Hydrolysis of low-density lipoprotein phospholipids in arterial smooth muscle cells.

The hydrolysis of phosphatidylcholine (PC) associated with low-density lipoprotein (LDL) by homogenates of smooth muscle cells from rabbit aorta was studied. 1-Palmitoyl-2-[14C]oleoylPC associated with LDL (LDL-P[14C]OPC) or 1-linoleoyl-2-[14C]linoleoylPC associated with LDL (LDL-L[14C]LPC) was used as the substrate. The optimum pH for the formation of [14C]oleoyllysoPC from LDL-P[14C]OPC and for the formation of [14C]linoleoyllysoPC from LDL-L[14C]LPC was pH 4.5, and pH 4.5 and 7.0, respectively.
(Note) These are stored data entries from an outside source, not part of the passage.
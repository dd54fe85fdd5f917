// SPDX-License-Identifier: BUSL-1.1
// Copyright (c) 2026 Alfred Jean LLC

//! The service registry: name -> handle resolution shared by the
//! façade, the managers, and the executors' storage resolvers.

use gantry_compute::{
    BareMetalComputeService, BatchComputeService, CloudComputeService, ComputeEndpoint,
    HtcondorComputeService,
};
use gantry_core::ServiceName;
use gantry_storage::registry::RegistryEndpoint;
use gantry_storage::{
    FileRegistryService, ProxyStorageService, SimpleStorageService, StorageEndpoint,
};
use indexmap::IndexMap;
use std::cell::RefCell;
use std::rc::Rc;

/// A compute service of any concrete kind.
#[derive(Clone)]
pub enum ComputeRef {
    BareMetal(Rc<BareMetalComputeService>),
    Batch(Rc<BatchComputeService>),
    Cloud(Rc<CloudComputeService>),
    Htcondor(Rc<HtcondorComputeService>),
}

impl ComputeRef {
    pub fn name(&self) -> &ServiceName {
        match self {
            ComputeRef::BareMetal(s) => s.name(),
            ComputeRef::Batch(s) => s.name(),
            ComputeRef::Cloud(s) => s.name(),
            ComputeRef::Htcondor(s) => s.name(),
        }
    }

    pub fn endpoint(&self) -> ComputeEndpoint {
        match self {
            ComputeRef::BareMetal(s) => s.endpoint(),
            ComputeRef::Batch(s) => s.endpoint(),
            ComputeRef::Cloud(s) => s.endpoint(),
            ComputeRef::Htcondor(s) => s.endpoint(),
        }
    }

    pub fn is_up(&self) -> bool {
        match self {
            ComputeRef::BareMetal(s) => s.is_up(),
            ComputeRef::Batch(s) => s.is_up(),
            // Cloud and condor services stay up until stopped.
            ComputeRef::Cloud(_) | ComputeRef::Htcondor(_) => true,
        }
    }
}

#[derive(Default)]
pub struct ServiceRegistry {
    storages: RefCell<IndexMap<ServiceName, StorageEndpoint>>,
    storage_handles: RefCell<IndexMap<ServiceName, Rc<SimpleStorageService>>>,
    proxy_handles: RefCell<IndexMap<ServiceName, Rc<ProxyStorageService>>>,
    file_registries: RefCell<IndexMap<ServiceName, RegistryEndpoint>>,
    registry_handles: RefCell<IndexMap<ServiceName, Rc<FileRegistryService>>>,
    computes: RefCell<IndexMap<ServiceName, ComputeRef>>,
}

pub type RegistryRef = Rc<ServiceRegistry>;

impl ServiceRegistry {
    pub fn register_storage(&self, handle: Rc<SimpleStorageService>) {
        self.storages.borrow_mut().insert(handle.name().clone(), handle.endpoint());
        self.storage_handles.borrow_mut().insert(handle.name().clone(), handle);
    }

    /// Proxies speak the storage protocol; they register as storage
    /// endpoints too.
    pub fn register_proxy(&self, handle: Rc<ProxyStorageService>) {
        self.storages.borrow_mut().insert(handle.name().clone(), handle.endpoint());
        self.proxy_handles.borrow_mut().insert(handle.name().clone(), handle);
    }

    pub fn register_file_registry(&self, handle: Rc<FileRegistryService>) {
        self.file_registries.borrow_mut().insert(handle.name().clone(), handle.endpoint());
        self.registry_handles.borrow_mut().insert(handle.name().clone(), handle);
    }

    pub fn register_compute(&self, compute: ComputeRef) {
        self.computes.borrow_mut().insert(compute.name().clone(), compute);
    }

    pub fn storage_endpoint(&self, name: &ServiceName) -> Option<StorageEndpoint> {
        self.storages.borrow().get(name).cloned()
    }

    pub fn storage_handle(&self, name: &ServiceName) -> Option<Rc<SimpleStorageService>> {
        self.storage_handles.borrow().get(name).cloned()
    }

    pub fn storage_names(&self) -> Vec<ServiceName> {
        self.storages.borrow().keys().cloned().collect()
    }

    pub fn file_registry_endpoint(&self, name: &ServiceName) -> Option<RegistryEndpoint> {
        self.file_registries.borrow().get(name).cloned()
    }

    pub fn file_registry_names(&self) -> Vec<ServiceName> {
        self.file_registries.borrow().keys().cloned().collect()
    }

    pub fn registry_handle(&self, name: &ServiceName) -> Option<Rc<FileRegistryService>> {
        self.registry_handles.borrow().get(name).cloned()
    }

    pub fn compute(&self, name: &ServiceName) -> Option<ComputeRef> {
        self.computes.borrow().get(name).cloned()
    }

    /// Resolver closures handed to compute services for their
    /// executors.
    pub fn storage_resolver(self: &Rc<Self>) -> gantry_compute::StorageResolver {
        let reg = self.clone();
        Rc::new(move |name| reg.storage_endpoint(name))
    }

    pub fn registry_resolver(self: &Rc<Self>) -> gantry_compute::RegistryResolver {
        let reg = self.clone();
        Rc::new(move |name| reg.file_registry_endpoint(name))
    }
}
These activities were designated as phospholipase A1 activities. The optimum pH values for the formation of [14C]oleate from LDL-L[14C]OPC and for the formation of [14C]linoleate from LDL-L[14C]LPC were pH 4.5 and 6.5, and pH 4.5, 6.5 and 8.5, respectively. These activities were designated as phospholipase A2 activities. Ca2+ did not affect acid phospholipase A1 activity, but decreased acid phospholipase A2 activity for the hydrolysis of LDL-L[14C]LPC. When smooth muscle cells were incubated with LDL, both phospholipase A1 and phospholipase A2 activities at pH 4.5 for the hydrolysis of LDL-L[14C]LPC increased significantly. These results indicate that phospholipases A1 and A2, which hydrolyze PC associated with LDL, exist in arterial smooth muscle cells and are involved in the metabolism of LDL incorporated into these cells.